Lots of choices in the US, as well as directly from china (but chinese supply stuff isn't reliable if looks count. OK for plain celluloid bindings, but things like sheet, etc, often show up different # of plies than the listings say, different colors, different thickness, etc.

Trouble in the US is the larger retailers consider any amount of celluloid hazmat (some ebay sellers do not).

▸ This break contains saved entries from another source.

// Copyright 2020 - present Alex Dukhno
//
// Licensed under the Apache License, Version 2.0 (the "License");
// you may not use this file except in compliance with the License.
// You may obtain a copy of the License at
//
//     http://www.apache.org/licenses/LICENSE-2.0
//
// Unless required by applicable law or agreed to in writing, software
// distributed under the License is distributed on an "AS IS" BASIS,
// WITHOUT WARRANTIES OR CONDITIONS OF ANY KIND, either express or implied.
// See the License for the specific language governing permissions and
// limitations under the License.

use chrono::{Datelike, NaiveDate};
use data_scalar::Datum;
use serde_json::Value as JsonValue;
use std::fmt::{self, Display, Formatter};

#[derive(Debug, PartialEq)]
pub struct CodecError(String);

impl CodecError {
    fn new<M: ToString>(message: M) -> CodecError {
        CodecError(message.to_string())
    }
}

impl Display for CodecError {
    fn fmt(&self, f: &mut Formatter<'_>) -> fmt::Result {
        write!(f, "malformed record encoding: {}", self.0)
    }
}

/// Stored representation of a row or of a primary-key byte string.
///
/// Rows and keys are JSON arrays of attribute encodings: integers as
/// integers, strings as strings, dates as `[year, month, day]`, NULL as
/// `null`. Equal logical keys therefore encode to byte-identical strings,
/// which is what makes the no-overwrite uniqueness check work.
#[derive(Debug, Clone, PartialEq, Eq, Default, PartialOrd, Ord)]
pub struct Binary(Vec<u8>);

impl Binary {
    pub fn with_data(data: Vec<u8>) -> Binary {
        Binary(data)
    }

    #[allow(clippy::wrong_self_convention)]
    pub fn to_bytes(&self) -> &[u8] {
        self.0.as_slice()
    }

    /// Lossy text view of the key, used when a key becomes part of a
    /// catalog bookkeeping key. Keys produced by this crate are valid UTF-8.
    pub fn to_text(&self) -> String {
        String::from_utf8_lossy(&self.0).into_owned()
    }

    pub fn pack(data: &[Datum]) -> Binary {
        let encoded = data.iter().map(encode_datum).collect::<Vec<JsonValue>>();
        Binary(serde_json::to_vec(&JsonValue::Array(encoded)).expect("attribute tuples always serialize"))
    }

    pub fn unpack(&self) -> Result<Vec<Datum>, CodecError> {
        let decoded: JsonValue = serde_json::from_slice(&self.0).map_err(CodecError::new)?;
        match decoded {
            JsonValue::Array(values) => values.iter().map(decode_datum).collect(),
            other => Err(CodecError::new(format!("expected a tuple, found {}", other))),
        }
    }

    /// Key for a row of a table with no declared primary key. Unique at
    /// insert time, but such rows are unidentifiable by content afterwards.
    pub fn random_key() -> Binary {
        let bytes: [u8; 16] = rand::random();
        let mut key = String::with_capacity(32);
        for byte in bytes.iter() {
            key.push_str(&format!("{:02x}", byte));
        }
        Binary(key.into_bytes())
    }
}

impl AsRef<[u8]> for Binary {
    fn as_ref(&self) -> &[u8] {
        &self.0
    }
}

fn encode_datum(datum: &Datum) -> JsonValue {
    match datum {
        Datum::Null => JsonValue::Null,
        Datum::Int(value) => JsonValue::from(*value),
        Datum::Str(value) => JsonValue::from(value.as_str()),
        Datum::Date(value) => JsonValue::from(vec![
            i64::from(value.year()),
            i64::from(value.month()),
            i64::from(value.day()),
        ]),
    }
}

fn decode_datum(value: &JsonValue) -> Result<Datum, CodecError> {
    match value {
        JsonValue::Null => Ok(Datum::Null),
        JsonValue::Number(number) => number
            .as_i64()
            .map(Datum::Int)
            .ok_or_else(|| CodecError::new(format!("{} is not a 64-bit integer", number))),
        JsonValue::String(string) => Ok(Datum::Str(string.clone())),
        JsonValue::Array(parts) => decode_date(parts),
        other => Err(CodecError::new(format!("unexpected attribute {}", other))),
    }
}

fn decode_date(parts: &[JsonValue]) -> Result<Datum, CodecError> {
    if parts.len() != 3 {
        return Err(CodecError::new("a date encodes as [year, month, day]"));
    }
    let mut fields = [0i64; 3];
    for (index, part) in parts.iter().enumerate() {
        fields[index] = part
            .as_i64()
            .ok_or_else(|| CodecError::new(format!("{} is not a date field", part)))?;
    }
    NaiveDate::from_ymd_opt(fields[0] as i32, fields[1] as u32, fields[2] as u32)
        .map(Datum::Date)
        .ok_or_else(|| CodecError::new(format!("[{}, {}, {}] is out of range", fields[0], fields[1], fields[2])))
}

I think the sheet of this is good for 3 guitars' worth of inlay and is about $30 (good thickness so that when the neck is profiled to 12" radius , there won't be any uglies.
 
Thanks for the info. I've had some pearloid from them a few years ago and it was good. In fact most of their stuff is good and prices are reasonable, the only problem being getting hammered by the shipping and duty taxes here in europe which adds up to about a third on top of the whole order including the shipping and noe that the UK has left the party i'm double stuffed. I remember before September 11 getting celluloid was no problem after that the airlines wouldn't fly it. One of my suppliers in the uk offered me all their celluloid binding at a giveaway price as they wern't allowed to store it because it was a fire hazzard.
Cheers
Andrew
 
It definitely catches fire easily - cutting, high speed sanding, whatever - it starts to smolder and doesn't want to stop.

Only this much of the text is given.